**Problem to work on:** For the listing that follows, report how many lines contain the word "derive", giving the number and no other text.

** Data supplied follows **

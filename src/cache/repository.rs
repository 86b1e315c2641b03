use std::path::{Path, PathBuf};
use std::sync::Arc;

use chrono::{DateTime, Utc};
use tracing::{debug, info};

use crate::cache::atomic::KeyLocks;
use crate::cache::descriptor_store::DescriptorStore;
use crate::cache::freshness::{Clock, FreshnessPolicy, SystemClock};
use crate::cache::layout::CacheLayout;
use crate::cache::mapping_store::{MappingStore, ResolvedMapping};
use crate::cache::options::CacheMetadataOptions;
use crate::cache::origin_store::OriginStore;
use crate::cache::reconcile::{self, DownloadReport};
use crate::config::CacheConfig;
use crate::error::{CacheError, ResolverError};
use crate::module::{
    Artifact, ArtifactOrigin, DependencyDescriptor, ModuleRevisionId, ResolvedModuleRevision,
};
use crate::resolver::finder::{FoundRevision, RevisionFinder};
use crate::resolver::session::ResolutionSession;
use crate::resolver::traits::ModuleLocator;
use crate::version::matcher::VersionMatcher;

/// Result of looking up a concrete revision
#[derive(Debug, Clone, PartialEq, Eq)]
pub enum Lookup {
    Fresh(ResolvedModuleRevision),
    /// Stored but older than its TTL
    Stale(ResolvedModuleRevision),
    Absent,
}

/// Durable cache shared by every resolution run on one root
pub struct RepositoryCache {
    root: PathBuf,
    layout: CacheLayout,
    descriptors: DescriptorStore,
    mappings: MappingStore,
    origins: OriginStore,
    freshness: FreshnessPolicy,
    clock: Arc<dyn Clock>,
    locks: Arc<KeyLocks>,
}

impl std::fmt::Debug for RepositoryCache {
    fn fmt(&self, f: &mut std::fmt::Formatter<'_>) -> std::fmt::Result {
        f.debug_struct("RepositoryCache")
            .field("root", &self.root)
            .field("layout", &self.layout)
            .field("freshness", &self.freshness)
            .finish_non_exhaustive()
    }
}

impl RepositoryCache {
    pub fn new(root: impl Into<PathBuf>, layout: CacheLayout, freshness: FreshnessPolicy) -> Self {
        let root = root.into();
        info!("Using cache root {}", root.display());
        Self::build(root, layout, freshness, Arc::new(SystemClock), Arc::new(KeyLocks::new()))
    }

    fn build(
        root: PathBuf,
        layout: CacheLayout,
        freshness: FreshnessPolicy,
        clock: Arc<dyn Clock>,
        locks: Arc<KeyLocks>,
    ) -> Self {
        Self {
            descriptors: DescriptorStore::new(root.clone(), layout.clone(), locks.clone()),
            mappings: MappingStore::new(root.clone(), layout.clone(), locks.clone()),
            origins: OriginStore::new(root.clone(), layout.clone(), locks.clone()),
            root,
            layout,
            freshness,
            clock,
            locks,
        }
    }

    /// The same cache settings, clock and write locks over another root
    pub fn rooted_at(&self, root: impl Into<PathBuf>) -> Self {
        Self::build(
            root.into(),
            self.layout.clone(),
            self.freshness.clone(),
            self.clock.clone(),
            self.locks.clone(),
        )
    }

    pub fn from_config(config: &CacheConfig) -> Self {
        Self::new(config.root.clone(), config.to_layout(), config.to_freshness_policy())
    }

    pub fn with_clock(mut self, clock: Arc<dyn Clock>) -> Self {
        self.clock = clock;
        self
    }

    pub fn root(&self) -> &Path {
        &self.root
    }

    pub fn layout(&self) -> &CacheLayout {
        &self.layout
    }

    pub fn now(&self) -> DateTime<Utc> {
        self.clock.now()
    }

    /// Stored record for a concrete revision, classified by freshness
    pub fn lookup_module(
        &self,
        id: &ModuleRevisionId,
        options: &CacheMetadataOptions,
    ) -> Result<Lookup, CacheError> {
        let Some(resolved) = self.descriptors.load(id, options.validate())? else {
            debug!("No cached descriptor for {}", id);
            return Ok(Lookup::Absent);
        };

        let fresh = self.freshness.is_fresh(
            &id.module_id,
            resolved.resolved_at(),
            self.now(),
            options.effective_check_ttl(),
        );
        if fresh {
            Ok(Lookup::Fresh(resolved))
        } else {
            debug!("Cached descriptor for {} is stale", id);
            Ok(Lookup::Stale(resolved))
        }
    }

    /// Trusted record for a concrete revision; missing or stale is `None`
    pub fn find_module_in_cache(
        &self,
        id: &ModuleRevisionId,
        options: &CacheMetadataOptions,
    ) -> Result<Option<ResolvedModuleRevision>, CacheError> {
        match self.lookup_module(id, options)? {
            Lookup::Fresh(resolved) => Ok(Some(resolved)),
            Lookup::Stale(_) | Lookup::Absent => Ok(None),
        }
    }

    /// Revision a resolver previously mapped `requested` to, if still trusted
    pub fn find_resolved_revision(
        &self,
        requested: &ModuleRevisionId,
        resolver: &str,
        options: &CacheMetadataOptions,
    ) -> Result<Option<ModuleRevisionId>, CacheError> {
        let Some(mapping) = self.mappings.load(requested, resolver)? else {
            return Ok(None);
        };
        let fresh = self.freshness.is_fresh(
            &requested.module_id,
            mapping.saved_at,
            self.now(),
            options.effective_check_ttl(),
        );
        if !fresh {
            debug!("Mapping for {} by {} is stale", requested, resolver);
            return Ok(None);
        }
        Ok(Some(mapping.resolved_id()))
    }

    /// Resolution lookup against this cache
    ///
    /// `catalog` is consulted for dynamic requests that no mapping answers.
    pub fn find_in_cache(
        &self,
        dd: &DependencyDescriptor,
        options: &CacheMetadataOptions,
        matcher: &dyn VersionMatcher,
        catalog: Option<&dyn ModuleLocator>,
        session: &ResolutionSession,
    ) -> Result<Option<FoundRevision>, ResolverError> {
        RevisionFinder::new(self, matcher, catalog).find_in_cache(dd, options, session)
    }

    pub fn save_resolved(&self, resolved: &ResolvedModuleRevision) -> Result<PathBuf, CacheError> {
        self.descriptors.save(resolved)
    }

    pub fn save_resolved_mapping(
        &self,
        requested: &ModuleRevisionId,
        resolver: &str,
        revision: &str,
    ) -> Result<(), CacheError> {
        self.mappings.save(&ResolvedMapping {
            requested: requested.clone(),
            resolver: resolver.to_string(),
            revision: revision.to_string(),
            saved_at: self.now(),
        })
    }

    pub fn save_origin(&self, artifact: &Artifact, origin: &ArtifactOrigin) -> Result<(), CacheError> {
        self.origins.put(artifact, origin)
    }

    pub fn get_origin(&self, artifact: &Artifact) -> Result<ArtifactOrigin, CacheError> {
        self.origins.get(artifact)
    }

    pub fn reconcile_artifacts(&self, artifacts: &[Artifact]) -> DownloadReport {
        reconcile::reconcile(&self.layout, &self.root, artifacts)
    }

    pub fn artifact_path(&self, artifact: &Artifact) -> Result<PathBuf, CacheError> {
        self.layout.artifact_path(&self.root, artifact)
    }

    pub fn descriptor_path(&self, id: &ModuleRevisionId) -> Result<PathBuf, CacheError> {
        self.descriptors.path(id)
    }

    /// Delete a stored descriptor; eviction policy is up to the caller
    pub fn remove_descriptor(&self, id: &ModuleRevisionId) -> Result<bool, CacheError> {
        self.descriptors.remove(id)
    }
}
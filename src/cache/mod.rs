pub mod atomic;
pub mod descriptor_store;
pub mod freshness;
pub mod layout;
pub mod mapping_store;
pub mod options;
pub mod origin_store;
pub mod pattern;
pub mod reconcile;
pub mod repository;

pub use freshness::{Clock, FreshnessPolicy, SystemClock, TtlRule};
pub use layout::CacheLayout;
pub use options::CacheMetadataOptions;
pub use reconcile::{ArtifactDownloadReport, ArtifactOutcome, DownloadReport, FailureReason};
pub use repository::{Lookup, RepositoryCache};
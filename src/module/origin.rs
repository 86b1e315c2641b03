//! Artifact provenance records

use serde::{Deserialize, Serialize};

/// Where an artifact physically came from
///
/// `Unknown` means no record exists. It is a distinct value: a known origin
/// with an empty location is not unknown.
#[derive(Debug, Clone, PartialEq, Eq, Serialize, Deserialize)]
#[serde(tag = "kind", rename_all = "snake_case")]
pub enum ArtifactOrigin {
    Unknown,
    Known { is_local: bool, location: String },
}

impl ArtifactOrigin {
    pub fn local(location: impl Into<String>) -> Self {
        ArtifactOrigin::Known {
            is_local: true,
            location: location.into(),
        }
    }

    pub fn remote(location: impl Into<String>) -> Self {
        ArtifactOrigin::Known {
            is_local: false,
            location: location.into(),
        }
    }

    pub fn is_unknown(&self) -> bool {
        matches!(self, ArtifactOrigin::Unknown)
    }

    pub fn location(&self) -> Option<&str> {
        match self {
            ArtifactOrigin::Unknown => None,
            ArtifactOrigin::Known { location, .. } => Some(location),
        }
    }

    pub fn is_local(&self) -> Option<bool> {
        match self {
            ArtifactOrigin::Unknown => None,
            ArtifactOrigin::Known { is_local, .. } => Some(*is_local),
        }
    }
}
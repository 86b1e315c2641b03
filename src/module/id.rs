//! Module and module revision identities

use std::collections::BTreeMap;
use std::fmt;

use serde::{Deserialize, Serialize};
use sha2::{Digest, Sha256};

/// Identity of a module family: (organisation, name)
#[derive(Debug, Clone, PartialEq, Eq, Hash, PartialOrd, Ord, Serialize, Deserialize)]
pub struct ModuleId {
    pub organisation: String,
    pub name: String,
}

impl ModuleId {
    pub fn new(organisation: impl Into<String>, name: impl Into<String>) -> Self {
        Self {
            organisation: organisation.into(),
            name: name.into(),
        }
    }
}

impl fmt::Display for ModuleId {
    fn fmt(&self, f: &mut fmt::Formatter<'_>) -> fmt::Result {
        write!(f, "{}#{}", self.organisation, self.name)
    }
}

/// Identity of one module revision
///
/// The revision token may be exact ("1.1") or dynamic ("latest.integration",
/// "[1.0,2.0)"); which one is decided by a
/// [`VersionMatcher`](crate::version::matcher::VersionMatcher).
#[derive(Debug, Clone, PartialEq, Eq, Hash, Serialize, Deserialize)]
pub struct ModuleRevisionId {
    pub module_id: ModuleId,
    pub revision: String,
    #[serde(default, skip_serializing_if = "Option::is_none")]
    pub branch: Option<String>,
    #[serde(default, skip_serializing_if = "BTreeMap::is_empty")]
    pub extra_attributes: BTreeMap<String, String>,
}

impl ModuleRevisionId {
    pub fn new(module_id: ModuleId, revision: impl Into<String>) -> Self {
        Self {
            module_id,
            revision: revision.into(),
            branch: None,
            extra_attributes: BTreeMap::new(),
        }
    }

    pub fn with_branch(mut self, branch: impl Into<String>) -> Self {
        self.branch = Some(branch.into());
        self
    }

    pub fn with_extra_attribute(mut self, key: impl Into<String>, value: impl Into<String>) -> Self {
        self.extra_attributes.insert(key.into(), value.into());
        self
    }

    /// Same identity with the revision token replaced
    ///
    /// Used to turn a dynamic request into the concrete revision a resolver found.
    pub fn with_revision(&self, revision: impl Into<String>) -> Self {
        Self {
            module_id: self.module_id.clone(),
            revision: revision.into(),
            branch: self.branch.clone(),
            extra_attributes: self.extra_attributes.clone(),
        }
    }

    pub fn organisation(&self) -> &str {
        &self.module_id.organisation
    }

    pub fn name(&self) -> &str {
        &self.module_id.name
    }

    /// Short digest of branch and extra attributes
    ///
    /// Returns None for plain ids so their on-disk names stay readable.
    pub fn qualifier(&self) -> Option<String> {
        if self.branch.is_none() && self.extra_attributes.is_empty() {
            return None;
        }
        Some(digest_parts(self.qualifier_parts().iter().map(String::as_str)))
    }

    /// Canonical parts of the full identity, in a fixed order
    pub(crate) fn identity_parts(&self) -> Vec<String> {
        let mut parts = vec![
            self.module_id.organisation.clone(),
            self.module_id.name.clone(),
            self.revision.clone(),
        ];
        parts.extend(self.qualifier_parts());
        parts
    }

    fn qualifier_parts(&self) -> Vec<String> {
        let mut parts = match &self.branch {
            Some(branch) => vec!["branch".to_string(), branch.clone()],
            None => vec!["nobranch".to_string()],
        };
        for (key, value) in &self.extra_attributes {
            parts.push(key.clone());
            parts.push(value.clone());
        }
        parts
    }
}

impl fmt::Display for ModuleRevisionId {
    fn fmt(&self, f: &mut fmt::Formatter<'_>) -> fmt::Result {
        write!(f, "{}#{}", self.module_id.organisation, self.module_id.name)?;
        if let Some(branch) = &self.branch {
            write!(f, "#{}", branch)?;
        }
        write!(f, ";{}", self.revision)?;
        if !self.extra_attributes.is_empty() {
            let extras: Vec<_> = self
                .extra_attributes
                .iter()
                .map(|(k, v)| format!("{}={}", k, v))
                .collect();
            write!(f, "[{}]", extras.join(","))?;
        }
        Ok(())
    }
}

/// Length-prefixed SHA-256 over the given parts, first 16 hex chars
///
/// Length prefixes keep ("ab", "c") and ("a", "bc") apart.
pub(crate) fn digest_parts<'a>(parts: impl IntoIterator<Item = &'a str>) -> String {
    let mut hasher = Sha256::new();
    for part in parts {
        hasher.update((part.len() as u64).to_be_bytes());
        hasher.update(part.as_bytes());
    }
    let digest = hex::encode(hasher.finalize());
    digest[..16].to_string()
}

#[cfg(test)]
mod tests {
    use super::*;
    use rstest::rstest;

    fn mrid(revision: &str) -> ModuleRevisionId {
        ModuleRevisionId::new(ModuleId::new("org", "module"), revision)
    }

    #[test]
    fn with_revision_keeps_branch_and_extra_attributes() {
        let dynamic = mrid("latest.integration")
            .with_branch("trunk")
            .with_extra_attribute("platform", "linux");

        let concrete = dynamic.with_revision("1.1");

        assert_eq!(concrete.revision, "1.1");
        assert_eq!(concrete.branch.as_deref(), Some("trunk"));
        assert_eq!(
            concrete.extra_attributes.get("platform").map(String::as_str),
            Some("linux")
        );
    }

    #[test]
    fn qualifier_is_none_for_plain_ids() {
        assert_eq!(mrid("1.1").qualifier(), None);
    }

    #[test]
    fn qualifier_distinguishes_branch_from_extra_attribute() {
        let with_branch = mrid("1.1").with_branch("x");
        let with_extra = mrid("1.1").with_extra_attribute("branch", "x");
        let with_empty_branch = mrid("1.1").with_branch("");

        assert_ne!(with_branch.qualifier(), with_extra.qualifier());
        assert_ne!(with_empty_branch.qualifier(), None);
        assert_ne!(with_empty_branch.qualifier(), with_branch.qualifier());
    }

    #[test]
    fn digest_parts_is_length_prefixed() {
        assert_ne!(digest_parts(["ab", "c"]), digest_parts(["a", "bc"]));
        assert_eq!(digest_parts(["a", "bc"]).len(), 16);
    }

    #[rstest]
    #[case(mrid("1.1"), "org#module;1.1")]
    #[case(mrid("1.1").with_branch("trunk"), "org#module#trunk;1.1")]
    #[case(
        mrid("2.0").with_extra_attribute("os", "linux"),
        "org#module;2.0[os=linux]"
    )]
    fn display_formats_identity(#[case] id: ModuleRevisionId, #[case] expected: &str) {
        assert_eq!(id.to_string(), expected);
    }
}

** End of Data supplied **

**Solution for this exercise:** 4